* _ABOUT THIS TASK_
When the string "steps" is part of a line below, that line should be copied.

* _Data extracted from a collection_
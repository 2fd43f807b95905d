//! # curio-search
//!
//! Activation search and listing pipeline for the curio item repository:
//! parameter composition, per-entry file/image count decoration, and
//! results page assembly.

pub mod entry;
pub mod image_count;
pub mod params;
pub mod results;

pub use entry::{BadgeIcon, CountBadge, ResultEntry};
pub use image_count::{decorate_entries, decorate_entry, qualifying_image_count, CountSettings};
pub use params::{SearchParams, DEFAULT_PAGE_SIZE};
pub use results::{ActivationResultsAssembler, ResultsPage, REGION_BULK_SELECT};
//! # curio-db
//!
//! PostgreSQL database layer for the curio item repository.
//!
//! This crate provides:
//! - Connection pool management
//! - Repository implementations for items, attachments, institutions,
//!   and activation windows
//! - A composable, immutable item query builder
//!
//! ## Example
//!
//! ```rust,ignore
//! use curio_db::Database;
//! use curio_core::ItemRepository;
//!
//! #[tokio::main]
//! async fn main() -> Result<(), Box<dyn std::error::Error>> {
//!     let db = Database::connect("postgres://localhost/curio").await?;
//!     let versions = db.items.list_all_versions(uuid).await?;
//!     Ok(())
//! }
//! ```

pub mod activations;
pub mod attachments;
pub mod institutions;
pub mod items;
pub mod pool;
pub mod query;

// Test fixtures for integration tests.
// Always compiled so integration tests (in tests/) can use them.
pub mod test_fixtures;

// Re-export core types
pub use curio_core::*;

pub use activations::PgActivationRepository;
pub use attachments::PgAttachmentRepository;
pub use institutions::PgInstitutionRepository;
pub use items::PgItemRepository;
pub use pool::{create_pool, create_pool_with_config, log_pool_metrics, PoolConfig};
pub use query::{AllVersionsClause, Bind, ItemQuery, QueryClause, SortDir};

/// Embedded schema DDL, applied by [`Database::ensure_schema`].
pub const SCHEMA_SQL: &str = include_str!("../schema.sql");

/// Aggregated handle over every repository, sharing one pool.
#[derive(Clone)]
pub struct Database {
    /// The underlying connection pool.
    pub pool: sqlx::PgPool,
    /// Item repository for versioned item operations.
    pub items: std::sync::Arc<PgItemRepository>,
    /// Attachment repository.
    pub attachments: std::sync::Arc<PgAttachmentRepository>,
    /// Institution (tenant) repository.
    pub institutions: std::sync::Arc<PgInstitutionRepository>,
    /// Activation window repository.
    pub activations: std::sync::Arc<PgActivationRepository>,
}

impl Database {
    /// Create a new Database instance from a connection pool.
    pub fn new(pool: sqlx::PgPool) -> Self {
        Self {
            items: std::sync::Arc::new(PgItemRepository::new(pool.clone())),
            attachments: std::sync::Arc::new(PgAttachmentRepository::new(pool.clone())),
            institutions: std::sync::Arc::new(PgInstitutionRepository::new(pool.clone())),
            activations: std::sync::Arc::new(PgActivationRepository::new(pool.clone())),
            pool,
        }
    }

    /// Connect with default pool configuration.
    pub async fn connect(database_url: &str) -> Result<Self> {
        let pool = create_pool(database_url).await?;
        Ok(Self::new(pool))
    }

    /// Apply the embedded schema. Idempotent.
    pub async fn ensure_schema(&self) -> Result<()> {
        sqlx::raw_sql(SCHEMA_SQL).execute(&self.pool).await?;
        Ok(())
    }
}
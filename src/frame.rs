//! The resumable-body machinery.
//!
//! A generator is a finite, non-restartable sequence of steps. The engine
//! advances it one step per resume. A step may descend into a nested
//! generator, which is driven to completion before the outer one resumes.
//! Suspended generators live on a [`FrameStack`] owned by the node, so the
//! simulated call stack is an ordinary data structure rather than native
//! coroutine state.

use crate::{BehaviorResult, Context};
use tracing::trace;

/// The outcome of advancing a generator by one step.
pub enum Step<E = ()> {
    /// Suspend. The same generator is resumed next tick.
    ///
    /// A [`crate::Procedure`] resumes with its next step, never the one that
    /// yielded. Poll in a loop with [`crate::wait_until`] or a
    /// [`crate::from_fn`] closure instead.
    Yield,
    /// Suspend and run the nested generator from the next tick on. When it
    /// completes, this generator is resumed with its result.
    Descend(Box<dyn Generator<E>>),
    /// This generator has no more steps. The result must be terminal.
    Done(BehaviorResult),
}

impl<E> Step<E> {
    pub fn descend(generator: impl Generator<E> + 'static) -> Self {
        Self::Descend(Box::new(generator))
    }
}

pub trait Generator<E = ()> {
    /// Advances by one step.
    ///
    /// `nested` is the result of a generator this one descended into, if it
    /// completed since the last resume.
    fn resume(&mut self, ctx: &mut Context<'_, E>, nested: Option<BehaviorResult>) -> Step<E>;
}

impl<E, F> Generator<E> for F
where
    F: FnMut(&mut Context<'_, E>, Option<BehaviorResult>) -> Step<E>,
{
    fn resume(&mut self, ctx: &mut Context<'_, E>, nested: Option<BehaviorResult>) -> Step<E> {
        self(ctx, nested)
    }
}

/// Stack of suspended generators of one node. The top is the innermost,
/// currently running one.
pub struct FrameStack<E = ()> {
    frames: Vec<Box<dyn Generator<E>>>,
}

impl<E> Default for FrameStack<E> {
    fn default() -> Self {
        Self { frames: vec![] }
    }
}

impl<E> FrameStack<E> {
    pub fn is_empty(&self) -> bool {
        self.frames.is_empty()
    }

    pub fn depth(&self) -> usize {
        self.frames.len()
    }

    pub fn push(&mut self, generator: Box<dyn Generator<E>>) {
        self.frames.push(generator);
        trace!(depth = self.frames.len(), "frame pushed");
    }

    /// Drops every suspended generator without resuming it.
    pub fn clear(&mut self) {
        self.frames.clear();
    }

    /// Resumes the top generator and unwinds completed frames.
    ///
    /// Returns `Running` while anything remains suspended, otherwise the
    /// result the outermost generator completed with. Completed frames hand
    /// their result to the caller frame within the same call, so a chain of
    /// completions unwinds in one tick.
    ///
    /// # Panics
    ///
    /// Panics if called on an empty stack or if a generator completes with
    /// `Running`.
    pub fn drive(&mut self, ctx: &mut Context<'_, E>) -> BehaviorResult {
        assert!(!self.frames.is_empty(), "drive called on an empty frame stack");
        let mut nested = None;
        while let Some(top) = self.frames.last_mut() {
            match top.resume(ctx, nested.take()) {
                Step::Yield => return BehaviorResult::Running,
                Step::Descend(generator) => {
                    self.push(generator);
                    return BehaviorResult::Running;
                }
                Step::Done(result) => {
                    assert!(
                        result.is_terminal(),
                        "a generator must complete with Success or Fail"
                    );
                    self.frames.pop();
                    trace!(depth = self.frames.len(), ?result, "frame popped");
                    nested = Some(result);
                }
            }
        }
        // The loop only exits through a popped frame.
        nested.unwrap_or(BehaviorResult::Fail)
    }
}
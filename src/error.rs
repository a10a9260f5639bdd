use thiserror::Error;

/// Failure to build a single node from its type name, children and args.
#[derive(Debug, Error)]
#[non_exhaustive]
pub enum BuildError {
    #[error("Attempted to add too many nodes")]
    TooManyNodes,
    #[error("Missing a child node")]
    MissingChild,
    #[error("Invalid arguments: {0}")]
    Args(#[from] serde_yaml::Error),
}

#[derive(Debug, Error)]
#[non_exhaustive]
pub enum LoadError {
    #[error("Parse error: {0}")]
    Parse(String),
    #[error("Yaml error: {0}")]
    Yaml(#[from] serde_yaml::Error),
    #[error("The tree {0:?} does not exist")]
    MissingTree(String),
    #[error("Node type or subtree name not found {0:?}")]
    MissingNode(String),
    #[error("Subtree {node:?} refers to itself")]
    InfiniteRecursion { node: String },
    #[error("{source} to {node}")]
    Build {
        node: String,
        #[source]
        source: BuildError,
    },
}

* _ANSWER SECTION_
//! A generator is a finite, non-restartable sequence of steps. The engine
    /// This generator has no more steps. The result must be terminal.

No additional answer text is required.